While the idea of Universal Basic Income (UBI) is fast becoming mainstream, questions remain as to what the 'U' in UBI should mean. Does ‘universal’ refer to all people within one country, or should it mean everyone across the globe? And should we all get the same basic income, no matter where we live?
World Basic Income is part of a growing movement that is pushing for a truly worldwide scheme that would provide basic income for people everywhere. We currently propose that this starts at $10 a month (around £7) per person, no matter where they live, and increases significantly as soon as funding allows.
Some people are surprised by the proposal that people everywhere would get the same amount, and have suggested alternative models such as providing 50% of the median income in each country.
Countries can top-up the world basic income for their people
In response to this, it is first important to note that world basic income would ideally be put in place as well as – not instead of – national basic income schemes. The funding proposals for world basic income do not draw on government budgets, so countries will still be free to provide their own transfers to meet local expectations about standards of living.
How much can you buy for $10?
Often the root of people's surprise at the single world basic income figure lies in the belief that while $10 wouldn't go far in rich countries, it would be worth a small fortune in poorer ones. Although prices do vary around the world, there is evidence to suggest that this difference might be a lot less than many people think.
The Economist’s Worldwide Cost of Living survey found that the cost of living in the ten cheapest cities in the world was, on average, 44% of what it would cost to live in New York. This means that, in New Delhi, Lusaka and Damascus, $10 would currently buy as much stuff as a New Yorker could buy with $23.
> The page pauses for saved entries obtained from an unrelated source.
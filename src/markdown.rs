//! Markdown rendering with GitHub Flavored Markdown support.
//!
//! This module renders markdown with comrak into the restricted node tree
//! of [`crate::dom`] and resolves links between documents of one source.

mod links;
mod renderer;

pub use links::{LinkResolver, resolve_relative};
pub use renderer::MarkdownRenderer;
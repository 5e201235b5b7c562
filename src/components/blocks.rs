//! Document block component

use maud::{Markup, PreEscaped, html};

use crate::dom;
use crate::segment::Block;

/// Renders segmented document content
///
/// Each block becomes a `div` classed by its heading level. Block nodes are
/// already sanitized, so their serialization is inserted unescaped.
pub fn blocks(blocks: &[Block]) -> Markup {
    html! {
        article class="markdown-body" {
            @for block in blocks {
                div class=(block.class_name()) {
                    (PreEscaped(dom::to_html(block.nodes())))
                }
            }
        }
    }
}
The World Bank's latest data shows a similar story. In the UK, prices are around 1.5 times the world average while in the most expensive country, Norway, they are 2.2 times the average. At the other end of the scale, people in Egypt pay only a third (0.33) of the world average price for the things they need, and in Pakistan, Belarus and Cuba prices are similarly low. Surprisingly, the world's poorest countries do not have especially low prices. In Malawi, Liberia and Niger, people pay around 0.6 times the world average price for their goods.
Given that people on the lowest incomes end up spending almost all of their money on food, it is useful to look at food prices in particular to understand how much life is costing people. According to Numbeo, you would need to spend $7.11 per day in Qatar, one of the world's richest countries, to buy the recommended amount of for food for one person. In Malawi, the minimum amount needed for the same diet is not far behind - $5.87.
The good kind of inequality
These data show that price differences are not as big as many people assume, and when compared to differences in incomes they seem even smaller. The average income per person in Norway is 164 times the average income in Liberia. Even if food is slightly cheaper, and other goods are three or four times cheaper in Liberia, people still end up with nowhere near enough to cover their basic needs, let alone enjoy a decent standard of living.
At World Basic Income, we don't mind if people in Liberia, Pakistan and Belarus end up getting a bit more bang for their buck than the Brits, Norwegians and Qataris. Rich countries have large tax bases, which they can tap to fund big top-up basic incomes for their people. Lower income countries should provide their own social security too, but we feel it is both right and inevitable that a global safety net like world basic income is more relevant in these places at first. As funding streams become better established and the level of world basic income rises, people in more and more countries will begin to notice the benefit.
It's also important to consider what alternative models would mean. If a worldwide scheme, funded by new global funding sources, were to give out money based on median incomes, vastly more money would be given to rich countries than to poor ones. It would seem very odd for a scheme that aims to tackle global inequality to hand Norway nearly $10,000 each year for every citizen, while each Liberian got only $60. This would entrench existing inequalities between nations – the exact opposite of what we aim to do.
For these reasons, we propose that people everywhere get the same world basic income, and if they find it stretches a bit further in their homeland than it would overseas, this may be no bad thing. Keeping it 'universal' in this way is crucial, to keep the plan progressive, and to enable us all to push together as one in our demands for a safety net fit for humanity.